REPUBLIKA.CO.ID, JAKARTA –- Masyarakat Uni Eropa (UE) dianggap sudah percaya dengan kualitas produk perikanan budi daya Indonesia. Direktur Jenderal Pengolahan dan Pemasaran Hasil Perikanan Kementerian Kelautan dan Perikanan, Saut Hutagalung, mengatakan pencabutan larangan eskpor yang tertuang dalam CD 220 tahun 2010 membawa kabar baik industri perikanan.
Saut menjelaskan, sejak diberlakukan dua tahun lalu, daya saing produk budidaya merosot. Citra produk Indonesia bisa meningkat. Namun, pencabutan ini bersamaan dengan menurunnya permintaan dari UE.
Sejak April 2010, UE melarang produk perikanan budidaya masuk pasar benua itu. Produk Indonesia diduga mengandung antibiotik. Alhasil, UE mewajibkan pemeriksaan sebanyak 20 persen dari total pengapalan produk ekspor Indonesia.
Per 6 November lalu, UE resmi melalui Commission Decision No 2012/690/EU (CD 690/2012).
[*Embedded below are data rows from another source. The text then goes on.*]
// Copyright (c) 2026 100monkeys.ai
// SPDX-License-Identifier: AGPL-3.0

//! Registry inspection commands
//!
//! Commands: list, resolve

use anyhow::{Context, Result};
use clap::Subcommand;
use colored::Colorize;
use std::path::PathBuf;
use std::sync::Arc;
use tracing::{debug, warn};

use msgauth_core::domain::{
    RegistrationContext, RegistrationId, RegistrationKey, RegistryManifest,
};
use msgauth_core::infrastructure::{
    AuthConfigRegistry, InMemoryRegistrationStore, ProviderCatalog,
};

#[derive(Subcommand)]
pub enum RegistryCommand {
    /// List active registrations
    List {
        /// Manifest to load (default: --registry or discovery)
        #[arg(long, value_name = "FILE")]
        file: Option<PathBuf>,

        /// Print registrations as JSON
        #[arg(long)]
        json: bool,
    },

    /// Show which registration answers a (layer, appContext) lookup
    Resolve {
        /// Message layer, omitted to match any layer
        #[arg(long)]
        layer: Option<String>,

        /// Application context, omitted to match any application context
        #[arg(long)]
        app_context: Option<String>,
    },
}

pub async fn handle_command(command: RegistryCommand, registry_path: Option<PathBuf>) -> Result<()> {
    match command {
        RegistryCommand::List { file, json } => list(file.or(registry_path), json).await,
        RegistryCommand::Resolve { layer, app_context } => {
            resolve(registry_path, layer.as_deref(), app_context.as_deref()).await
        }
    }
}

/// One row of `registry list`.
#[derive(Debug, Clone, serde::Serialize)]
pub struct Listing {
    pub id: RegistrationId,
    pub class_name: Option<String>,
    #[serde(flatten)]
    pub context: RegistrationContext,
}

/// Outcome of a precedence lookup, with every candidate key that was considered.
#[derive(Debug, Clone)]
pub struct Resolution {
    pub candidates: Vec<(RegistrationKey, Option<RegistrationId>)>,
    pub winner: Option<RegistrationId>,
}

/// Load a manifest into a fresh registry backed by the built-in provider classes.
pub fn load_registry(path: Option<PathBuf>) -> Result<AuthConfigRegistry> {
    let manifest =
        RegistryManifest::load_or_default(path).context("Failed to load registration manifest")?;
    manifest
        .validate()
        .context("Registration manifest validation failed")?;

    let declared = manifest.spec.registrations.len();
    let store = Arc::new(InMemoryRegistrationStore::from_manifest(manifest));
    let registry =
        AuthConfigRegistry::new(Arc::new(ProviderCatalog::with_builtins())).with_store(store);

    let mut events = registry.events().subscribe();
    registry.refresh().context("Failed to apply registrations")?;
    while let Ok(event) = events.try_recv() {
        debug!("Applied registration {} for {}", event.id(), event.key());
    }

    if registry.len() < declared {
        warn!(
            "{} of {} declared registrations could not be constructed",
            declared - registry.len(),
            declared
        );
    }
    Ok(registry)
}

pub fn listings(registry: &AuthConfigRegistry) -> Vec<Listing> {
    registry
        .registration_ids(None)
        .into_iter()
        .filter_map(|id| {
            let context = registry.registration_context(&id)?;
            let class_name = registry.declared_class(&id);
            Some(Listing {
                id,
                class_name,
                context,
            })
        })
        .collect()
}

pub fn resolution(
    registry: &AuthConfigRegistry,
    layer: Option<&str>,
    app_context: Option<&str>,
) -> Resolution {
    let rows = listings(registry);
    let candidates: Vec<(RegistrationKey, Option<RegistrationId>)> =
        RegistrationKey::lookup_order(layer, app_context)
            .into_iter()
            .map(|key| {
                let id = rows
                    .iter()
                    .find(|row| {
                        row.context.layer == key.layer && row.context.app_context == key.app_context
                    })
                    .map(|row| row.id.clone());
                (key, id)
            })
            .collect();

    let winner = candidates.iter().find_map(|(_, id)| id.clone());

    Resolution { candidates, winner }
}

async fn list(path: Option<PathBuf>, as_json: bool) -> Result<()> {
    let registry = load_registry(path)?;
    let rows = listings(&registry);

    if as_json {
        let rendered =
            serde_json::to_string_pretty(&rows).context("Failed to render registrations")?;
        println!("{}", rendered);
        return Ok(());
    }

    if rows.is_empty() {
        println!("{}", "No registrations.".yellow());
        return Ok(());
    }

    println!("{}", "Registrations:".bold());
    for row in rows {
        println!(
            "  {}  layer={} appContext={}",
            row.id.as_str().bold(),
            row.context.layer.as_deref().unwrap_or("*"),
            row.context.app_context.as_deref().unwrap_or("*"),
        );
        println!(
            "      class: {}  persistent: {}",
            row.class_name.as_deref().unwrap_or("(instance)"),
            row.context.persistent
        );
        if let Some(description) = &row.context.description {
            println!("      {}", description.dimmed());
        }
    }
    Ok(())
}

async fn resolve(path: Option<PathBuf>, layer: Option<&str>, app_context: Option<&str>) -> Result<()> {
    let registry = load_registry(path)?;
    let resolution = resolution(&registry, layer, app_context);

    println!("{}", "Lookup order:".bold());
    for (position, (key, id)) in resolution.candidates.iter().enumerate() {
        let answer = match id {
            Some(id) if Some(id) == resolution.winner.as_ref() => format!("{} ✓", id).green(),
            Some(id) => id.as_str().normal(),
            None => "-".dimmed(),
        };
        println!("  {}. {}  {}", position + 1, key, answer);
    }
    println!();

    match resolution.winner {
        Some(id) => println!("{}", format!("✓ Resolved to {}", id).green()),
        None => println!("{}", "No provider registered for this lookup".yellow()),
    }
    Ok(())
}

#[cfg(test)]
mod tests {
    use super::*;
    use msgauth_core::application::ChainAuthConfigProvider;
    use msgauth_core::domain::AuthConfigProvider;

    const MANIFEST: &str = r#"
apiVersion: msgauth.io/v1
kind: ProviderRegistry
metadata:
  name: cli-test
spec:
  registrations:
    - className: msgauth.passthrough
      layer: HTTP
      appContext: "server /api"
      description: api
    - className: msgauth.passthrough
      description: catch-all
    - className: com.example.Missing
      layer: SOAP
"#;

    fn registry() -> (tempfile::TempDir, AuthConfigRegistry) {
        let dir = tempfile::tempdir().unwrap();
        let path = dir.path().join("registry.yaml");
        std::fs::write(&path, MANIFEST).unwrap();
        let registry = load_registry(Some(path)).unwrap();
        (dir, registry)
    }

    #[test]
    fn test_unresolvable_classes_are_skipped() {
        let (_dir, registry) = registry();
        let rows = listings(&registry);
        assert_eq!(rows.len(), 2);
        assert_eq!(rows[0].id, "R1");
        assert_eq!(rows[0].context.description.as_deref(), Some("api"));
        assert_eq!(rows[1].class_name.as_deref(), Some("msgauth.passthrough"));
        assert!(rows.iter().all(|r| r.context.persistent));
    }

    #[test]
    fn test_resolution_prefers_exact_pair() {
        let (_dir, registry) = registry();

        let exact = resolution(&registry, Some("HTTP"), Some("server /api"));
        assert_eq!(exact.candidates.len(), 4);
        assert_eq!(exact.winner, Some(RegistrationId::from("R1")));

        let fallback = resolution(&registry, Some("HTTP"), Some("server /other"));
        assert_eq!(fallback.winner, Some(RegistrationId::from("R2")));
        assert!(fallback.candidates[0].1.is_none());
        assert_eq!(fallback.candidates[3].1, Some(RegistrationId::from("R2")));
    }

    #[test]
    fn test_winner_is_the_matched_slot_for_a_shared_provider() {
        let registry = AuthConfigRegistry::new(Arc::new(ProviderCatalog::with_builtins()));
        let shared: Arc<dyn AuthConfigProvider> =
            Arc::new(ChainAuthConfigProvider::builder().build());
        let fallback = registry.register_instance(shared.clone(), None, None, None);
        let exact = registry.register_instance(shared, Some("SOAP"), Some("app"), None);

        let resolved = resolution(&registry, Some("SOAP"), Some("app"));
        assert_eq!(resolved.winner, Some(exact));
        assert_eq!(resolved.candidates[3].1, Some(fallback));
    }

    #[test]
    fn test_missing_explicit_manifest_is_an_error() {
        let dir = tempfile::tempdir().unwrap();
        assert!(load_registry(Some(dir.path().join("absent.yaml"))).is_err());
    }
}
Artinya, sejak saat itu produk perikanan budidaya bisa masuk ke UE tanpa pemeriksaan yang ketat. “Dampaknya masih kita pantau ke depan,” kata Saut, Ahad (11/11).
Ia berharap Indonesia bisa mendapatkan dampak positif dari pencabutan ini. Ia melihat pengusaha lebih antusias dalam melakukan ekspor. Ia juga mengimbau pengusaha bisa memanfaatkan pasar dalam negeri yang besar.
Beberapa tahun terakhir peran pasar dalam negeri terus meningkat menyerap produksi ikan. Bahkan, kata Saut, sekitar 75 persen produksi budidaya dan perikanan tangkap justru diserap pasar dalam negeri.
Saut mengatakan pertimbangan utama pencabutan ini adalah tidak ditemukannya kasus ekspor produk budidaya Indonesia yang bermasalah karena residu antibiotika. Berdasarkan audit tim UE pada Februari lalu, sistem pengwasan terhadap antibiotika dari hulu ke hilir sangat positif.